Which was? I'm guessing it was something along the lines of "America is the richest country on earth therefore we can afford to adopt <my stupid economic policies>".

I think it was something about how America has more people who suffer in poverty than many European countries.

Comment author: lmn 15 August 2017 12:49:58AM *  1 point [-]

I'm sorry, I good the name wrong. I meant to say John Oliver and got the last name wrong.

This doesn't exactly inspire me to trust your memory about other details of the story.

I referencing information from one of his videos on Trump.

Specifically, he appears to have made a joke that could reasonably be interpreted as an invitation to Trump (specifically inviting an alias Trump once used), then said "that was only a joke" when Trump called him on it.

I think Last Week Tonight generally follows at least Karl Roves 100% truth test.

I admittedly haven't watched it, but isn't that the show that perfected the "laugh track in place of counter-argument without other breaks so viewers don't have time to rationally process what's being said" format.

Comment author: lmn 13 August 2017 08:47:09PM 0 points [-]

This reads like the author has such a strong external locus of control that he can't even imagine how an actual internal locus works. The whole point of an internal locus of control for things you can actually control is to control them. For example, rather than the rationalization for inaction:

My house is a mess, it's my fault but I don't care.

the actual internal locus of control behavior is:

My house is a mess and I'm going to clean it up right now, that mean before replying to this comment.

Comment author: ChristianKl 12 August 2017 08:40:12PM 1 point [-]

I don't think it's the same thing. Trump's speech leads to people adopting wrong beliefs.

There are many issues where Trump lies about an issue where the truth would be simple to explain and be understood by average people. When Trump tells the public that John Stewart invited Trump multiple times when John Stewart did no such thing it might be "emotionally true" in the sense that people who watch Trump want to emotionally belief.

Trump tells lies that are wrong on a very simple factual level and lead to people believing simple factual falsehoods.

The post has more to do with lies that other politicians tell.

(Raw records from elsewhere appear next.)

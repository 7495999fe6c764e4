//! SSH command line parsing
//!
//! Understands just enough of the `ssh` option grammar to find the
//! destination and the remote command that git asks the server to run.

use regex::Regex;
use std::collections::BTreeMap;
use std::fmt;
use std::sync::LazyLock;

/// Option cluster: boolean flags, optionally ending in one value-taking flag
static OPTION_CLUSTER: LazyLock<Regex> = LazyLock::new(|| {
    Regex::new(r"^-([46AaCfGgKkMNnqsTtVvXxYy]+)?([bcdEeFIiJLlmOopQRSWw])?$")
        .expect("option cluster regex is valid")
});

/// Value of a parsed ssh option
#[derive(Debug, Clone, PartialEq, Eq)]
pub enum OptionValue {
    /// Boolean flag such as `-v`
    Flag,
    /// Value-taking option such as `-l git`
    Value(String),
}

/// Parsed `ssh` argument vector
#[derive(Debug, Clone, Default, PartialEq, Eq)]
pub struct SshInvocation {
    /// Effective remote user
    pub user: Option<String>,
    /// Destination host, `None` when no destination was given
    pub host: Option<String>,
    /// Options keyed by their flag character
    pub options: BTreeMap<char, OptionValue>,
    /// Everything after the destination, verbatim
    pub remote_command: Vec<String>,
}

impl SshInvocation {
    /// Parse ssh arguments (without the program name), defaulting the user
    /// to the current login user
    pub fn parse<S: AsRef<str>>(args: &[S]) -> Self {
        Self::parse_with_default_user(args, default_user().as_deref())
    }

    /// Parse ssh arguments with an explicit fallback user
    pub fn parse_with_default_user<S: AsRef<str>>(args: &[S], default_user: Option<&str>) -> Self {
        let mut invocation = SshInvocation {
            user: default_user.map(str::to_string),
            ..Default::default()
        };
        let mut pending_option: Option<char> = None;

        for arg in args.iter().map(AsRef::as_ref) {
            if invocation.host.is_some() {
                invocation.remote_command.push(arg.to_string());
            } else if let Some(opt) = pending_option.take() {
                if opt == 'l' {
                    invocation.user = Some(arg.to_string());
                }
                invocation
                    .options
                    .insert(opt, OptionValue::Value(arg.to_string()));
            } else if let Some(caps) = OPTION_CLUSTER.captures(arg) {
                if let Some(flags) = caps.get(1) {
                    for flag in flags.as_str().chars() {
                        invocation.options.insert(flag, OptionValue::Flag);
                    }
                }
                pending_option = caps.get(2).and_then(|m| m.as_str().chars().next());
            } else if arg.is_empty() {
                // an empty token is never a destination
                continue;
            } else {
                match arg.split_once('@') {
                    Some((user, host)) if !user.is_empty() && !host.is_empty() => {
                        invocation.user = Some(user.to_string());
                        invocation.host = Some(host.to_string());
                    }
                    _ => invocation.host = Some(arg.to_string()),
                }
            }
        }

        invocation
    }

    /// Look up an option value
    pub fn option(&self, flag: char) -> Option<&OptionValue> {
        self.options.get(&flag)
    }
}

/// Git service requested through ssh
#[derive(Debug, Clone, Copy, PartialEq, Eq)]
pub enum GitOperation {
    UploadPack,
    ReceivePack,
    UploadArchive,
}

impl GitOperation {
    pub fn as_str(&self) -> &'static str {
        match self {
            GitOperation::UploadPack => "git-upload-pack",
            GitOperation::ReceivePack => "git-receive-pack",
            GitOperation::UploadArchive => "git-upload-archive",
        }
    }

    fn from_command(command: &str) -> Option<Self> {
        match command {
            "git-upload-pack" => Some(GitOperation::UploadPack),
            "git-receive-pack" => Some(GitOperation::ReceivePack),
            "git-upload-archive" => Some(GitOperation::UploadArchive),
            _ => None,
        }
    }
}

impl fmt::Display for GitOperation {
    fn fmt(&self, f: &mut fmt::Formatter<'_>) -> fmt::Result {
        f.write_str(self.as_str())
    }
}

/// Git operation and repository requested by a remote command
#[derive(Debug, Clone, Default, PartialEq, Eq)]
pub struct RemoteCommand {
    pub operation: Option<GitOperation>,
    pub repository: Option<String>,
}

impl RemoteCommand {
    /// Recognize `<git-service> <repository>`
    ///
    /// Anything else is unscoped and yields `None` for both fields. A single
    /// token holding the whole command string is split shell-style first.
    pub fn parse<S: AsRef<str>>(remote_command: &[S]) -> Self {
        let tokens: Vec<String> = match remote_command {
            [single] => shlex::split(single.as_ref()).unwrap_or_default(),
            _ => remote_command
                .iter()
                .map(|s| s.as_ref().to_string())
                .collect(),
        };

        let [command, repo] = tokens.as_slice() else {
            return Self::default();
        };
        let Some(operation) = GitOperation::from_command(command) else {
            return Self::default();
        };
        let repository = normalize_repository(repo);
        if repository.is_empty() {
            return Self::default();
        }

        Self {
            operation: Some(operation),
            repository: Some(repository),
        }
    }
}

/// Strip one layer of quotes, then a trailing slash and `.git`
fn normalize_repository(token: &str) -> String {
    let mut repo = token;
    for quote in ['\'', '"'] {
        if repo.len() >= 2 && repo.starts_with(quote) && repo.ends_with(quote) {
            repo = &repo[1..repo.len() - 1];
            break;
        }
    }
    let repo = repo.strip_suffix('/').unwrap_or(repo);
    let repo = repo.strip_suffix(".git").unwrap_or(repo);
    repo.to_string()
}

/// Login name of the current process owner
pub fn default_user() -> Option<String> {
    std::env::var("USER")
        .or_else(|_| std::env::var("LOGNAME"))
        .ok()
        .filter(|u| !u.is_empty())
}

#[cfg(test)]
mod tests {
    use super::*;

    fn parse(args: &[&str]) -> SshInvocation {
        SshInvocation::parse_with_default_user(args, Some("local"))
    }

    #[test]
    fn test_verbose_with_user_at_host() {
        let inv = parse(&["-v", "git@github.com"]);
        assert_eq!(inv.user.as_deref(), Some("git"));
        assert_eq!(inv.host.as_deref(), Some("github.com"));
        assert_eq!(inv.option('v'), Some(&OptionValue::Flag));
        assert!(inv.remote_command.is_empty());
    }

    #[test]
    fn test_default_user_used_without_prefix() {
        let inv = parse(&["github.com"]);
        assert_eq!(inv.user.as_deref(), Some("local"));
        assert_eq!(inv.host.as_deref(), Some("github.com"));
        assert!(inv.options.is_empty());
    }

    #[test]
    fn test_cluster_then_login_option() {
        let inv = parse(&["-v4", "-l", "git", "github.com"]);
        let mut expected = BTreeMap::new();
        expected.insert('v', OptionValue::Flag);
        expected.insert('4', OptionValue::Flag);
        expected.insert('l', OptionValue::Value("git".to_string()));
        assert_eq!(inv.options, expected);
        assert_eq!(inv.user.as_deref(), Some("git"));
        assert_eq!(inv.host.as_deref(), Some("github.com"));
        assert!(inv.remote_command.is_empty());
    }

    #[test]
    fn test_value_option_at_end_of_cluster() {
        let inv = parse(&["-v4l", "git", "github.com"]);
        assert_eq!(inv.option('l'), Some(&OptionValue::Value("git".to_string())));
        assert_eq!(inv.option('4'), Some(&OptionValue::Flag));
        assert_eq!(inv.user.as_deref(), Some("git"));
    }

    #[test]
    fn test_remote_command_taken_verbatim() {
        let inv = parse(&[
            "-v4",
            "-l",
            "git",
            "github.com",
            "git-upload-pack",
            "'tlbdk/socketauth.git'",
        ]);
        assert_eq!(
            inv.remote_command,
            vec!["git-upload-pack", "'tlbdk/socketauth.git'"]
        );
    }

    #[test]
    fn test_flags_after_destination_not_parsed() {
        let inv = parse(&["host", "-v", "ls"]);
        assert!(inv.options.is_empty());
        assert_eq!(inv.remote_command, vec!["-v", "ls"]);
    }

    #[test]
    fn test_port_option_value() {
        let inv = parse(&["-p", "2222", "git@example.com"]);
        assert_eq!(inv.option('p'), Some(&OptionValue::Value("2222".to_string())));
        assert_eq!(inv.host.as_deref(), Some("example.com"));
    }

    #[test]
    fn test_no_destination() {
        let inv = parse(&["-v"]);
        assert!(inv.host.is_none());
        assert!(inv.remote_command.is_empty());
        assert_eq!(inv.user.as_deref(), Some("local"));
    }

    #[test]
    fn test_empty_token_is_not_a_destination() {
        let inv = parse(&[""]);
        assert!(inv.host.is_none());
        assert!(inv.options.is_empty());
        assert!(inv.remote_command.is_empty());
        assert_eq!(inv.user.as_deref(), Some("local"));
    }

    #[test]
    fn test_empty_token_before_destination_skipped() {
        let inv = parse(&["", "git@github.com", "git-upload-pack", "team/repo"]);
        assert_eq!(inv.host.as_deref(), Some("github.com"));
        assert_eq!(inv.user.as_deref(), Some("git"));
        assert_eq!(inv.remote_command, vec!["git-upload-pack", "team/repo"]);
        let rc = RemoteCommand::parse(&inv.remote_command);
        assert_eq!(rc.repository.as_deref(), Some("team/repo"));
    }

    #[test]
    fn test_login_option_overridden_by_destination_user() {
        let inv = parse(&["-l", "alice", "bob@example.com"]);
        assert_eq!(inv.user.as_deref(), Some("bob"));
    }

    #[test]
    fn test_remote_command_upload_pack() {
        let rc = RemoteCommand::parse(&["git-upload-pack", "'team/repo.git'"]);
        assert_eq!(rc.operation, Some(GitOperation::UploadPack));
        assert_eq!(rc.operation.unwrap().as_str(), "git-upload-pack");
        assert_eq!(rc.repository.as_deref(), Some("team/repo"));
    }

    #[test]
    fn test_remote_command_trailing_slash() {
        let rc = RemoteCommand::parse(&["git-receive-pack", "team/repo/"]);
        assert_eq!(rc.operation, Some(GitOperation::ReceivePack));
        assert_eq!(rc.repository.as_deref(), Some("team/repo"));
    }

    #[test]
    fn test_remote_command_single_string() {
        let rc = RemoteCommand::parse(&["git-upload-archive 'team/repo.git'"]);
        assert_eq!(rc.operation, Some(GitOperation::UploadArchive));
        assert_eq!(rc.repository.as_deref(), Some("team/repo"));
    }

    #[test]
    fn test_remote_command_missing_repository() {
        let rc = RemoteCommand::parse(&["git-upload-pack"]);
        assert_eq!(rc, RemoteCommand::default());
    }

    #[test]
    fn test_remote_command_unknown_service() {
        let rc = RemoteCommand::parse(&["rm", "-rf"]);
        assert!(rc.operation.is_none());
        assert!(rc.repository.is_none());
    }

    #[test]
    fn test_remote_command_too_many_tokens() {
        let rc = RemoteCommand::parse(&["git-upload-pack", "a", "b"]);
        assert_eq!(rc, RemoteCommand::default());
    }

    #[test]
    fn test_remote_command_empty() {
        let rc = RemoteCommand::parse::<&str>(&[]);
        assert_eq!(rc, RemoteCommand::default());
    }

    #[test]
    fn test_remote_command_empty_token() {
        assert_eq!(RemoteCommand::parse(&[""]), RemoteCommand::default());
    }
}
use std::process::Command;

/// Toolchain and target details shown by `socketauth version --detailed`
fn main() {
    let rustc = std::env::var("RUSTC").unwrap_or_else(|_| "rustc".to_string());
    let rustc_version = Command::new(rustc)
        .arg("--version")
        .output()
        .ok()
        .filter(|o| o.status.success())
        .and_then(|o| String::from_utf8(o.stdout).ok())
        .map(|s| s.trim().to_string())
        .unwrap_or_else(|| "unknown".to_string());
    let target = std::env::var("TARGET").unwrap_or_else(|_| "unknown".to_string());
    let profile = std::env::var("PROFILE").unwrap_or_else(|_| "unknown".to_string());

    println!("cargo:rustc-env=SOCKETAUTH_RUSTC_VERSION={}", rustc_version);
    println!("cargo:rustc-env=SOCKETAUTH_BUILD_TARGET={}", target);
    println!("cargo:rustc-env=SOCKETAUTH_BUILD_PROFILE={}", profile);
    println!("cargo:rerun-if-changed=build.rs");
    println!("cargo:rerun-if-env-changed=RUSTC");
}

Berny Sanders for example said in on of the debates that America is the richest country on earth. There are countries with a richer per capita GDP but that's besides the point that Sanders made for the debate.

Comment author: lmn 13 August 2017 07:04:34PM 2 points [-]

There are many issues where Trump lies about an issue where the truth would be simple to explain and be understood by average people. When Trump tells the public that John Stewart invited Trump multiple times when John Stewart did no such thing it might be "emotionally true" in the sense that people who watch Trump want to emotionally belief.

It's interesting that the best example you could come up with appears to be an obscure bit of trivia. I wasn't able to figure out the exact details by searching, but Jon Steward certainly said many things that sounded like he was implying he'd love to have Trump on his show, e.g., this. I suspect, what may have happened is that Jon Steward (whose whole schtick is telling lies and half-truths, using a laugh track in lieu of a counter-argument, and pleading "just joking" when called on it) likes to imply he would totally beat Trump in an argument. A much more fun thing to say until Trump implies you're just desperate to have him on the show for the ratings boost.

Berny Sanders for example said in on of the debates that America is the richest country on earth. There are countries with a richer per capita GDP but that's besides the point that Sanders made for the debate.

Which was? I'm guessing it was something along the lines of "America is the richest country on earth therefore we can afford to adopt <my stupid economic policies>".

Comment author: lmn 13 August 2017 06:41:54PM 2 points [-]

Honestly, the problem with this approach is that it tends to degenerate to "when my side tells lies, they're still emotionally true; when the other side makes inconvenient statements that are true, I can dismiss them as emotionally false".